Unfortunately, this is not a particularly easy problem to solve. Most current attempts to understand human facial expressions use cameras, which are impractical for many use cases —especially for mobile devices — and also come with privacy concerns, hefty power consumption budgets, and the need to allocate significant compute resources for data processing. Researchers at Cornell University have moved the field significantly forward with their recent work that resulted in a device called EarIO that is capable of reconstructing facial expressions using only sound waves.
EarIO takes the form of a pair of earbuds, with each containing both a speaker and a microphone. The speaker emits an inaudible sound directed at the side of the face, and the returning reflections are recorded by the microphone. Encoded within these sound reflections are data points describing muscular movements of the face. The only question is how one would translate these audio signals into information about facial expressions.
Trying to understand this relationship and encode it in software in the traditional way would be highly labor-intensive and error prone, so the team turned to machine learning for the solution. They designed and trained a deep convolutional neural network to translate the audio reflection data into 52 parameters that represent different aspects of the human face. These parameters are designed to mirror those that are produced by the TrueDepth depth camera on an iPhone. In the end, this algorithm was able to identify complex relationships between muscle movements and facial expressions that cannot be identified by the human eye.
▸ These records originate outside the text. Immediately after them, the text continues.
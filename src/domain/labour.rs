// ==========================================
// 活动资源分配引擎 - 劳动力领域模型
// ==========================================
// 职责: 劳动力个体、劳动力池、筛选组链、劳动力上限
// 红线: 个体的 last_request 标记只在单一遍历顺序下成立，
//       同一时间步内不允许并发遍历活动树
// ==========================================

use crate::domain::request::ActivityId;
use crate::domain::types::{LabourLimitStyle, Sex};
use serde::{Deserialize, Serialize};

// ==========================================
// LabourIndividual - 劳动力个体
// ==========================================
#[derive(Debug, Clone, Serialize, Deserialize)]
pub struct LabourIndividual {
    pub name: String,
    pub sex: Sex,
    pub age_years: f64,
    #[serde(default)]
    pub hired: bool,

    // ===== 本时间步可用 =====
    pub available_days: f64, // 剩余可用天数
    #[serde(default)]
    pub pay_rate: f64, // 日薪

    // ===== 同活动去重标记 =====
    #[serde(skip)]
    pub last_request_owner: Option<ActivityId>,
    #[serde(skip)]
    pub last_request_amount: f64,
}

impl LabourIndividual {
    pub fn new(name: impl Into<String>, sex: Sex, age_years: f64, available_days: f64) -> Self {
        Self {
            name: name.into(),
            sex,
            age_years,
            hired: false,
            available_days,
            pay_rate: 0.0,
            last_request_owner: None,
            last_request_amount: 0.0,
        }
    }

    pub fn with_pay_rate(mut self, pay_rate: f64) -> Self {
        self.pay_rate = pay_rate;
        self
    }

    /// 对指定活动的当前可用量
    ///
    /// 同一活动在本时间步内已分配的量计入 max_per_person；
    /// 其他活动的分配只体现在 available_days 上
    pub fn capacity_for_activity(&self, activity: ActivityId, max_per_person: f64) -> f64 {
        let cap = if self.last_request_owner == Some(activity) {
            max_per_person - self.last_request_amount
        } else {
            max_per_person
        };
        self.available_days.min(cap).max(0.0)
    }

    /// 该个体是否已达到该活动的人均上限
    pub fn is_capped_for(&self, activity: ActivityId, max_per_person: f64) -> bool {
        self.last_request_owner == Some(activity) && self.last_request_amount >= max_per_person
    }

    /// 记录一次分配（扣减可用天数并更新去重标记）
    pub fn record_allocation(&mut self, activity: ActivityId, amount: f64) {
        if self.last_request_owner != Some(activity) {
            self.last_request_amount = 0.0;
        }
        self.last_request_owner = Some(activity);
        self.last_request_amount += amount;
        self.available_days = (self.available_days - amount).max(0.0);
    }
}

// ==========================================
// LabourPool - 劳动力池
// ==========================================
#[derive(Debug, Clone, Default, Serialize, Deserialize)]
pub struct LabourPool {
    pub individuals: Vec<LabourIndividual>,
}

impl LabourPool {
    pub fn new(individuals: Vec<LabourIndividual>) -> Self {
        Self { individuals }
    }

    /// 全部个体剩余天数合计
    pub fn total_available(&self) -> f64 {
        self.individuals.iter().map(|i| i.available_days).sum()
    }
}

// ==========================================
// LabourFilter - 单个筛选条件
// ==========================================
#[derive(Debug, Clone, PartialEq, Serialize, Deserialize)]
#[serde(tag = "by", content = "value", rename_all = "snake_case")]
pub enum LabourFilter {
    Name(String),
    Sex(Sex),
    MinAge(f64),
    MaxAge(f64),
    Hired(bool),
}

impl LabourFilter {
    pub fn matches(&self, individual: &LabourIndividual) -> bool {
        match self {
            LabourFilter::Name(name) => individual.name == *name,
            LabourFilter::Sex(sex) => individual.sex == *sex,
            LabourFilter::MinAge(age) => individual.age_years >= *age,
            LabourFilter::MaxAge(age) => individual.age_years <= *age,
            LabourFilter::Hired(hired) => individual.hired == *hired,
        }
    }
}

// ==========================================
// LabourGroup - 筛选组（链式，单一后继）
// ==========================================
// 无筛选条件的组匹配全部个体
#[derive(Debug, Clone, Default, PartialEq, Serialize, Deserialize)]
pub struct LabourGroup {
    pub name: String,
    #[serde(default)]
    pub filters: Vec<LabourFilter>,
    #[serde(default)]
    pub child: Option<Box<LabourGroup>>,
}

impl LabourGroup {
    pub fn new(name: impl Into<String>, filters: Vec<LabourFilter>) -> Self {
        Self {
            name: name.into(),
            filters,
            child: None,
        }
    }

    /// 匹配全部个体的组
    pub fn any() -> Self {
        Self::new("Any labour", Vec::new())
    }

    pub fn with_child(mut self, child: LabourGroup) -> Self {
        self.child = Some(Box::new(child));
        self
    }

    pub fn matches(&self, individual: &LabourIndividual) -> bool {
        self.filters.iter().all(|f| f.matches(individual))
    }

    /// 按顺序返回本组匹配的个体下标
    pub fn filter_indices(&self, pool: &LabourPool) -> Vec<usize> {
        pool.individuals
            .iter()
            .enumerate()
            .filter(|(_, individual)| self.matches(individual))
            .map(|(idx, _)| idx)
            .collect()
    }
}

// ==========================================
// LabourLimits - 劳动力需求上限
// ==========================================
#[derive(Debug, Clone, Copy, PartialEq, Serialize, Deserialize)]
pub struct LabourLimits {
    #[serde(default)]
    pub limit_style: LabourLimitStyle,
    pub max_per_person: f64,
    #[serde(default)]
    pub min_per_person: f64,
    pub max_per_group: f64,
}

impl Default for LabourLimits {
    /// 转换请求等无归属需求使用的宽松上限
    fn default() -> Self {
        Self {
            limit_style: LabourLimitStyle::AsDaysRequired,
            max_per_person: 1000.0,
            min_per_person: 0.0,
            max_per_group: 10000.0,
        }
    }
}

/// 按需求量折算后的上限（天）
#[derive(Debug, Clone, Copy, PartialEq)]
pub struct CalculatedLimits {
    pub max_days_per_person: f64,
    pub min_days_per_person: f64,
    pub max_days_per_group: f64,
}

impl LabourLimits {
    /// 根据需求天数计算实际上限
    pub fn calculate(&self, amount_needed: f64) -> CalculatedLimits {
        match self.limit_style {
            LabourLimitStyle::AsDaysRequired => CalculatedLimits {
                max_days_per_person: self.max_per_person,
                min_days_per_person: self.min_per_person,
                max_days_per_group: self.max_per_group,
            },
            LabourLimitStyle::AsProportionOfRequired => CalculatedLimits {
                max_days_per_person: amount_needed * self.max_per_person,
                min_days_per_person: amount_needed * self.min_per_person,
                max_days_per_group: amount_needed * self.max_per_group,
            },
        }
    }
}

#[cfg(test)]
mod tests {
    use super::*;

    #[test]
    fn test_capacity_tracks_same_activity_only() {
        let activity_a = ActivityId::new();
        let activity_b = ActivityId::new();
        let mut person = LabourIndividual::new("Ann", Sex::Female, 30.0, 20.0);

        person.record_allocation(activity_a, 6.0);
        assert_eq!(person.available_days, 14.0);
        // 同一活动：人均上限 8，已用 6，剩 2
        assert_eq!(person.capacity_for_activity(activity_a, 8.0), 2.0);
        // 其他活动：仅受剩余天数与人均上限约束
        assert_eq!(person.capacity_for_activity(activity_b, 8.0), 8.0);

        person.record_allocation(activity_b, 3.0);
        assert_eq!(person.last_request_amount, 3.0);
        assert_eq!(person.capacity_for_activity(activity_a, 8.0), 8.0);
    }

    #[test]
    fn test_capped_for_activity() {
        let activity = ActivityId::new();
        let mut person = LabourIndividual::new("Bob", Sex::Male, 40.0, 30.0);
        person.record_allocation(activity, 8.0);
        assert!(person.is_capped_for(activity, 8.0));
        assert!(!person.is_capped_for(ActivityId::new(), 8.0));
    }

    #[test]
    fn test_group_filters() {
        let pool = LabourPool::new(vec![
            LabourIndividual::new("Ann", Sex::Female, 30.0, 20.0),
            LabourIndividual::new("Bob", Sex::Male, 15.0, 20.0),
            LabourIndividual::new("Cat", Sex::Female, 12.0, 20.0),
        ]);
        let adults = LabourGroup::new("Adults", vec![LabourFilter::MinAge(16.0)]);
        assert_eq!(adults.filter_indices(&pool), vec![0]);

        let girls = LabourGroup::new(
            "Girls",
            vec![LabourFilter::Sex(Sex::Female), LabourFilter::MaxAge(15.0)],
        );
        assert_eq!(girls.filter_indices(&pool), vec![2]);
        assert_eq!(LabourGroup::any().filter_indices(&pool).len(), 3);
    }

    #[test]
    fn test_proportional_limits() {
        let limits = LabourLimits {
            limit_style: LabourLimitStyle::AsProportionOfRequired,
            max_per_person: 0.5,
            min_per_person: 0.1,
            max_per_group: 1.0,
        };
        let calculated = limits.calculate(20.0);
        assert_eq!(calculated.max_days_per_person, 10.0);
        assert_eq!(calculated.min_days_per_person, 2.0);
        assert_eq!(calculated.max_days_per_group, 20.0);
    }
}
To confirm that EarIO was working as it was designed to, the team carried out a user study with sixteen participants. The participants were asked to wear EarIO earbuds and perform nine common facial expressions. A TrueDepth camera from an iPhone 12 was also pointed at the participants to record the ground truth facial expression data. The results were largely positive, showing that the system can accurately recognize facial expressions. It was also discovered that certain background noises (wind, road noise, background discussions) do not interfere with operation of the device.
One of the features that enables EarIO to perform so well is that the acoustic sensing method is very highly sensitive. Unfortunately, this feature is something of a double-edged sword — that sensitivity also causes the device to pick up very subtle, irrelevant changes in the environment, like small movements of the head. These distractions can lead the device to produce incorrect results. This must be worked out by the team before we see any widespread deployments of this technology. Another limitation of the present device is that it requires each user to capture 32 minutes of facial data to train the machine learning model before the first use. That is a pretty hefty ask for a commercial device.
Despite these shortcomings, EarIO does show a good deal of promise in these early stages. It has shown itself to perform well, all while preserving privacy and slowly sipping energy. And because of the relatively lightweight audio data that is used, only a moderate amount of computer power is necessary. All processing can take place on a nearby smartphone connected to the earbuds via Bluetooth. With any luck, the researchers will sort through some of EarIO’s present issues and we will see this technology integrated into many smart devices in the near future.